Continuing tensions within Nato are also likely to be on the agenda.
The meeting comes as Turkey angrily criticised the arrest of a leading Turkish banker in the US.
Mehmet Hakan Atilla, a top official of the state-owned Halkbank, was detained on Tuesday on charges of helping Iran evade US sanctions.
Turkish Justice Minister Bekir Bozdag said the case was designed to tarnish President Recep Tayyip Erdogan.
Mehmet Hakan Atilla, a top official of the state-owned Halkbank, was detained on Tuesday
Mr Tillerson is the most senior US official to travel to Turkey since President Donald Trump was sworn in in January.

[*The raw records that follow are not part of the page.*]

//! Serialized background execution for whole runs.

use std::sync::mpsc;
use std::thread::JoinHandle;
use tracing::debug;

type Job = Box<dyn FnOnce() + Send + 'static>;

/// A dedicated single-worker queue.
///
/// Export and import runs for a profile are submitted here so two runs
/// never interleave their writes to the same document or store. The
/// concurrency limit is exactly one: jobs run on a single background
/// thread in submission order. Dropping the queue waits for submitted
/// jobs to finish.
pub struct ExportQueue {
    sender: Option<mpsc::Sender<Job>>,
    worker: Option<JoinHandle<()>>,
}

impl ExportQueue {
    /// Spawns the worker thread.
    #[must_use]
    pub fn new() -> Self {
        let (sender, receiver) = mpsc::channel::<Job>();
        let worker = std::thread::spawn(move || {
            while let Ok(job) = receiver.recv() {
                job();
            }
            debug!("export queue worker exiting");
        });
        Self {
            sender: Some(sender),
            worker: Some(worker),
        }
    }

    /// Submits a job to run after every previously submitted job.
    pub fn submit(&self, job: impl FnOnce() + Send + 'static) {
        if let Some(sender) = &self.sender {
            // Send only fails when the worker is gone, which cannot
            // happen while the queue holds the handle.
            let _ = sender.send(Box::new(job));
        }
    }
}

impl Default for ExportQueue {
    fn default() -> Self {
        Self::new()
    }
}

impl Drop for ExportQueue {
    fn drop(&mut self) {
        // Closing the channel lets the worker drain and exit.
        drop(self.sender.take());
        if let Some(worker) = self.worker.take() {
            let _ = worker.join();
        }
    }
}
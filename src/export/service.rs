//! Export run orchestration.

use super::config::ExportConfiguration;
use super::exporters::{
    CategoryTypeDataExporter, CorrelationTypeDataExporter, DataExporter, MetaDataExporter,
    QuantityTypeDataExporter, UserDataExporter, WorkoutDataExporter,
};
use super::target::ExportTarget;
use crate::models::{SampleKind, catalog};
use crate::store::HealthStore;
use crate::{Error, Result};
use tracing::info;

/// Version string written into the metadata block.
pub(crate) const FORMAT_VERSION: &str = "1.0.0";

/// Outcome of one export run.
#[derive(Debug, Clone, Copy, PartialEq, Eq)]
pub struct ExportSummary {
    /// Records written per target, across all type blocks.
    pub records_exported: usize,
}

/// Drives one export run end to end.
///
/// Checks every target's validity, opens the document, runs the
/// metadata and user data exporters, then one per-type exporter for
/// every catalog entry in order, and closes the document. Constructed
/// per call site; holds no global state.
#[derive(Debug, Default)]
pub struct ExportService {
    version: String,
}

impl ExportService {
    /// Creates a service writing the current format version.
    #[must_use]
    pub fn new() -> Self {
        Self {
            version: FORMAT_VERSION.to_string(),
        }
    }

    /// Runs one export against every attached target.
    ///
    /// `progress` is invoked with a message before each exporter runs.
    ///
    /// # Errors
    ///
    /// Returns [`Error::TargetNotValid`] if any target refuses to
    /// start, or the first error any exporter raises.
    pub fn export(
        &self,
        store: &dyn HealthStore,
        config: &ExportConfiguration,
        targets: &mut [&mut dyn ExportTarget],
        mut progress: impl FnMut(&str),
    ) -> Result<ExportSummary> {
        for target in targets.iter() {
            if !target.is_valid() {
                return Err(Error::TargetNotValid(
                    "an export target refused to start".to_string(),
                ));
            }
        }

        for target in targets.iter_mut() {
            target.start_export()?;
        }

        let mut records_exported = 0_usize;
        for exporter in self.exporters(config) {
            let message = exporter.message();
            progress(&message);
            info!(profile = config.profile_name.as_str(), "{message}");
            records_exported += exporter.export(store, targets)?;
        }

        for target in targets.iter_mut() {
            target.end_export()?;
        }

        info!(
            profile = config.profile_name.as_str(),
            records_exported, "export finished"
        );
        Ok(ExportSummary { records_exported })
    }

    /// The ordered exporter list for one run: metadata, user data, then
    /// one exporter per catalog type.
    fn exporters(&self, config: &ExportConfiguration) -> Vec<Box<dyn DataExporter>> {
        let mut exporters: Vec<Box<dyn DataExporter>> = vec![
            Box::new(MetaDataExporter::new(config, &self.version)),
            Box::new(UserDataExporter),
        ];
        for sample_type in catalog() {
            exporters.push(match sample_type.kind {
                SampleKind::Quantity => Box::new(QuantityTypeDataExporter::new(config, sample_type)),
                SampleKind::Category => Box::new(CategoryTypeDataExporter::new(config, sample_type)),
                SampleKind::Correlation => {
                    Box::new(CorrelationTypeDataExporter::new(config, sample_type))
                }
                SampleKind::Workout => Box::new(WorkoutDataExporter::new(config, sample_type)),
            });
        }
        exporters
    }
}

#[cfg(test)]
mod tests {
    use super::*;
    use crate::export::config::ExportType;
    use crate::export::target::JsonSingleDocExportTarget;
    use crate::models::UserCharacteristics;
    use crate::store::InMemoryHealthStore;
    use chrono::{TimeZone, Utc};

    #[test]
    fn test_export_writes_every_catalog_block() {
        let mut store = InMemoryHealthStore::new();
        store.set_characteristics(UserCharacteristics {
            biological_sex: Some(2),
            ..UserCharacteristics::default()
        });
        let date = Utc.timestamp_millis_opt(1_700_000_000_000).unwrap();
        store.insert_external(crate::models::Record::quantity(
            "HKQuantityTypeIdentifierStepCount",
            date,
            11.0,
            "count",
        ));

        let config = ExportConfiguration::new("Maria", ExportType::All).with_uuids(false);
        let mut target = JsonSingleDocExportTarget::in_memory();
        let mut messages = Vec::new();

        let summary = ExportService::new()
            .export(&store, &config, &mut [&mut target], |m| {
                messages.push(m.to_string());
            })
            .unwrap();
        assert_eq!(summary.records_exported, 1);
        assert_eq!(messages[0], "exporting metadata");

        let json = target.into_json().unwrap();
        assert!(json.starts_with("{\"metaData\":{"));
        assert!(json.contains("\"userData\":{\"biologicalSex\":2}"));
        assert!(json.contains(
            "\"HKQuantityTypeIdentifierStepCount\":{\"unit\":\"count\",\"data\":[{\"sdate\":1700000000000,\"value\":11,\"unit\":\"count\"}]}"
        ));
        // Empty catalog types still get their (empty) blocks.
        assert!(json.contains("\"HKWorkoutTypeIdentifier\":[]"));
        assert!(json.ends_with('}'));
    }

    #[test]
    fn test_invalid_target_aborts_before_any_write() {
        let dir = tempfile::tempdir().unwrap();
        let taken = dir.path().join("p.json.hsg");
        std::fs::write(&taken, "{}").unwrap();

        let store = InMemoryHealthStore::new();
        let config = ExportConfiguration::new("Maria", ExportType::All);
        let mut target = JsonSingleDocExportTarget::to_file(&taken, false);

        let err = ExportService::new()
            .export(&store, &config, &mut [&mut target], |_| {})
            .unwrap_err();
        assert!(matches!(err, Error::TargetNotValid(_)));
        // The refused run must not have touched the existing file.
        assert_eq!(std::fs::read_to_string(&taken).unwrap(), "{}");
    }

    #[test]
    fn test_fan_out_produces_identical_documents() {
        let mut store = InMemoryHealthStore::new();
        let date = Utc.timestamp_millis_opt(1_700_000_000_000).unwrap();
        store.insert_external(crate::models::Record::quantity(
            "HKQuantityTypeIdentifierHeartRate",
            date,
            61.0,
            "count/min",
        ));

        let config = ExportConfiguration::new("Maria", ExportType::All).with_uuids(false);
        let mut a = JsonSingleDocExportTarget::in_memory();
        let mut b = JsonSingleDocExportTarget::in_memory();

        ExportService::new()
            .export(&store, &config, &mut [&mut a, &mut b], |_| {})
            .unwrap();
        assert_eq!(a.into_json().unwrap(), b.into_json().unwrap());
    }
}
//! # Healthpack
//!
//! Streaming export and import of health-record profile documents.
//!
//! Healthpack serializes a heterogeneous collection of typed health
//! records (quantity series, category events, correlations, workouts)
//! into a single JSON document, and back, without ever holding the
//! whole document in memory. The codec is a hand-rolled incremental
//! JSON writer and a character-driven tokenizer that emits events to a
//! pluggable handler, so a multi-megabyte profile can be produced or
//! inspected with bounded memory.
//!
//! ## Example
//!
//! ```rust,ignore
//! use healthpack::export::{
//!     ExportConfiguration, ExportService, ExportType, JsonSingleDocExportTarget,
//! };
//!
//! let config = ExportConfiguration::new("Maria", ExportType::All);
//! let mut target = JsonSingleDocExportTarget::in_memory();
//! let service = ExportService::new();
//! service.export(&store, &config, &mut [&mut target], |message| {
//!     println!("{message}");
//! })?;
//! let json = target.into_json()?;
//! ```

#![deny(clippy::all)]
#![warn(clippy::pedantic)]
#![warn(missing_docs)]
#![forbid(unsafe_code)]
#![allow(clippy::multiple_crate_versions)]

use thiserror::Error as ThisError;

// Module declarations
pub mod config;
pub mod export;
pub mod generator;
pub mod import;
pub mod io;
pub mod json;
pub mod models;
pub mod observability;
pub mod store;

// Re-exports for convenience
pub use config::HealthpackConfig;
pub use export::{ExportConfiguration, ExportService, ExportTarget, ExportType};
pub use import::{Profile, ProfileImporter, ProfileMetadata};
pub use json::{JsonHandler, JsonTokenizer, JsonValue, JsonWriter};
pub use models::{Record, SampleType, UserCharacteristics};
pub use store::{Anchor, HealthStore, InMemoryHealthStore, RecordFilter};

/// Error type for healthpack operations.
///
/// Uses `thiserror` for automatic `Display` and `Error` trait
/// implementations.
///
/// # Error Variant Triggers
///
/// | Variant | Raised When |
/// |---------|-------------|
/// | `UnsupportedValueType` | The writer is asked to serialize a leaf outside the JSON-shaped set |
/// | `InvalidWriterState` | Structural writer calls do not describe one well-formed document |
/// | `MalformedDocument` | The tokenizer meets a token it cannot classify (bad number, bad escape) |
/// | `DataWriteError` | The health store reported an error during a paginated fetch |
/// | `UnsupportedProfileType` | An imported document's metadata `type` is not the supported format |
/// | `TargetNotValid` | A file-backed export target refuses to start (destination exists) |
/// | `OperationFailed` | Filesystem or other I/O errors |
#[derive(Debug, ThisError)]
pub enum Error {
    /// The writer was asked to serialize a value it cannot express.
    ///
    /// Raised when:
    /// - A number leaf is not finite (NaN or infinity)
    ///
    /// This is a programming error on the caller's side and is never
    /// retried.
    #[error("unsupported value type: {0}")]
    UnsupportedValueType(String),

    /// The sequence of structural writer calls was invalid.
    ///
    /// Raised when:
    /// - An array or object is closed past the document root
    /// - A close call does not match the open container
    #[error("invalid writer state: {0}")]
    InvalidWriterState(String),

    /// The tokenizer met input it cannot classify.
    ///
    /// Raised when:
    /// - An unquoted token is neither `true`, `false`, `null` nor a
    ///   decimal number
    /// - A string contains an invalid escape sequence
    ///
    /// A malformed document cannot be partially trusted, so there is no
    /// recovery.
    #[error("malformed document: {0}")]
    MalformedDocument(String),

    /// The health store reported an error while fetching records.
    ///
    /// Exporters record the first such error, finish flushing the page
    /// already fetched, and re-raise it once the paginated walk exits.
    #[error("data write error: {0}")]
    DataWriteError(String),

    /// An imported document is not in the supported profile format.
    ///
    /// Raised before any store write occurs.
    #[error("unsupported profile type: {0}")]
    UnsupportedProfileType(String),

    /// An export target refused to start.
    ///
    /// Raised when a file-backed target's destination already exists and
    /// overwriting was not explicitly permitted.
    #[error("export target not valid: {0}")]
    TargetNotValid(String),

    /// An operation failed.
    ///
    /// Raised when:
    /// - Filesystem I/O errors occur
    /// - The configuration file cannot be read or parsed
    #[error("operation '{operation}' failed: {cause}")]
    OperationFailed {
        /// The operation that failed.
        operation: String,
        /// The underlying cause.
        cause: String,
    },
}

impl Error {
    /// Shorthand for an [`Error::OperationFailed`] with a cause.
    pub(crate) fn operation(operation: &str, cause: impl std::fmt::Display) -> Self {
        Self::OperationFailed {
            operation: operation.to_string(),
            cause: cause.to_string(),
        }
    }
}

/// Result type alias for healthpack operations.
pub type Result<T> = std::result::Result<T, Error>;
//! Sample-type catalog and user characteristics.

use chrono::{DateTime, Utc};

/// The four record categories, each with its own document block shape
/// and flattening rules.
#[derive(Debug, Clone, Copy, PartialEq, Eq)]
pub enum SampleKind {
    /// Unit-bearing numeric series.
    Quantity,
    /// Enumerated category series.
    Category,
    /// Grouped record owning a set of sub-records.
    Correlation,
    /// Interval record with ordered events.
    Workout,
}

/// A record type the pipeline knows how to export and import.
///
/// The name doubles as the JSON key of the type's top-level block.
#[derive(Debug, Clone, Copy, PartialEq, Eq)]
pub struct SampleType {
    /// Type name, used as the document block key.
    pub name: &'static str,
    /// Record category, decides block shape and flattening.
    pub kind: SampleKind,
    /// Unit of a quantity type, `None` for the other kinds.
    pub unit: Option<&'static str>,
}

/// The full ordered catalog of supported types. Export walks this list
/// in order, so block order in the document is stable.
#[must_use]
pub fn catalog() -> &'static [SampleType] {
    &[
        SampleType {
            name: "HKQuantityTypeIdentifierStepCount",
            kind: SampleKind::Quantity,
            unit: Some("count"),
        },
        SampleType {
            name: "HKQuantityTypeIdentifierHeartRate",
            kind: SampleKind::Quantity,
            unit: Some("count/min"),
        },
        SampleType {
            name: "HKQuantityTypeIdentifierBodyMass",
            kind: SampleKind::Quantity,
            unit: Some("kg"),
        },
        SampleType {
            name: "HKQuantityTypeIdentifierActiveEnergyBurned",
            kind: SampleKind::Quantity,
            unit: Some("kcal"),
        },
        SampleType {
            name: "HKQuantityTypeIdentifierBloodPressureSystolic",
            kind: SampleKind::Quantity,
            unit: Some("mmHg"),
        },
        SampleType {
            name: "HKQuantityTypeIdentifierBloodPressureDiastolic",
            kind: SampleKind::Quantity,
            unit: Some("mmHg"),
        },
        SampleType {
            name: "HKCategoryTypeIdentifierSleepAnalysis",
            kind: SampleKind::Category,
            unit: None,
        },
        SampleType {
            name: "HKCorrelationTypeIdentifierBloodPressure",
            kind: SampleKind::Correlation,
            unit: None,
        },
        SampleType {
            name: "HKWorkoutTypeIdentifier",
            kind: SampleKind::Workout,
            unit: None,
        },
    ]
}

/// Looks a sample type up by its block key.
#[must_use]
pub fn sample_type(name: &str) -> Option<&'static SampleType> {
    catalog().iter().find(|t| t.name == name)
}

/// Scalar profile fields of the store's owner. Every field can be
/// unset, in which case it is omitted from the document.
#[derive(Debug, Clone, Default, PartialEq, Eq)]
pub struct UserCharacteristics {
    /// Date of birth.
    pub date_of_birth: Option<DateTime<Utc>>,
    /// Biological sex code.
    pub biological_sex: Option<i64>,
    /// Blood type code.
    pub blood_type: Option<i64>,
    /// Fitzpatrick skin type code.
    pub fitzpatrick_skin_type: Option<i64>,
}

#[cfg(test)]
mod tests {
    use super::*;

    #[test]
    fn test_catalog_lookup_by_name() {
        let t = sample_type("HKQuantityTypeIdentifierStepCount").unwrap();
        assert_eq!(t.kind, SampleKind::Quantity);
        assert_eq!(t.unit, Some("count"));
        assert!(sample_type("NoSuchType").is_none());
    }

    #[test]
    fn test_only_quantity_types_carry_units() {
        for t in catalog() {
            assert_eq!(t.unit.is_some(), t.kind == SampleKind::Quantity);
        }
    }
}
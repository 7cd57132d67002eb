//! Hand-rolled streaming JSON codec.
//!
//! The codec is split into an incremental [`JsonWriter`] that emits a
//! document token by token, a character-driven [`JsonTokenizer`] that
//! turns arbitrary-sized text chunks back into structural and value
//! events, and the [`JsonHandler`] protocol those events are delivered
//! to. Writer and reader keep structurally identical context stacks, so
//! feeding the reader's events straight back into a writer reproduces
//! the input byte for byte.
//!
//! This is not a general JSON library: there is no whitespace tolerance
//! and no exponent literals. It exists so profile documents far larger
//! than memory can be produced and inspected as streams.

mod handler;
mod reader;
mod value;
mod writer;

pub use handler::{EchoHandler, JsonHandler};
pub use reader::{JsonReader, JsonTokenizer};
pub use value::{FieldMap, JsonValue, format_number};
pub use writer::JsonWriter;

He is holding discussions with President Erdogan and Foreign Minister Mevlut Cavusoglu on numerous issues including the Syrian conflict.
Mr Tillerson's visit comes as Turkey announced that it had "successfully" ended its seven-month Euphrates Shield military campaign in northern Syria.
The two sides do not always see eye-to-eye over the Syrian war - disagreements are growing, principally over who should be involved in retaking the stronghold of Raqqa from the so-called Islamic State (IS) group.
Turkey is strongly critical of close US ties with Kurdish fighters from the People's Protection Units (YPG) in Syria
One of Turkey's main grievances with America is the policy started by the Obama administration of supporting Kurdish fighters in Syria who are fighting IS forces.
Turkey views the Syrian Kurdish People's Protection Units (YPG) as a "terror group" linked to Kurdish separatists waging an insurgency inside Turkey since 1984, but the US regards them as the most effective force taking on IS.
The two sides are also at loggerheads over Fethullah Gulen.
Turkey accuses the cleric of orchestrating last July's failed coup. Officially the US insists any decision on returning him to Turkey remains a judicial - rather than a political - decision.
But President Trump's former National Security Adviser Michael Flynn was reported on Saturday to have discussed removing Mr Gulen from the US, using removal methods that went beyond the legal extradition process.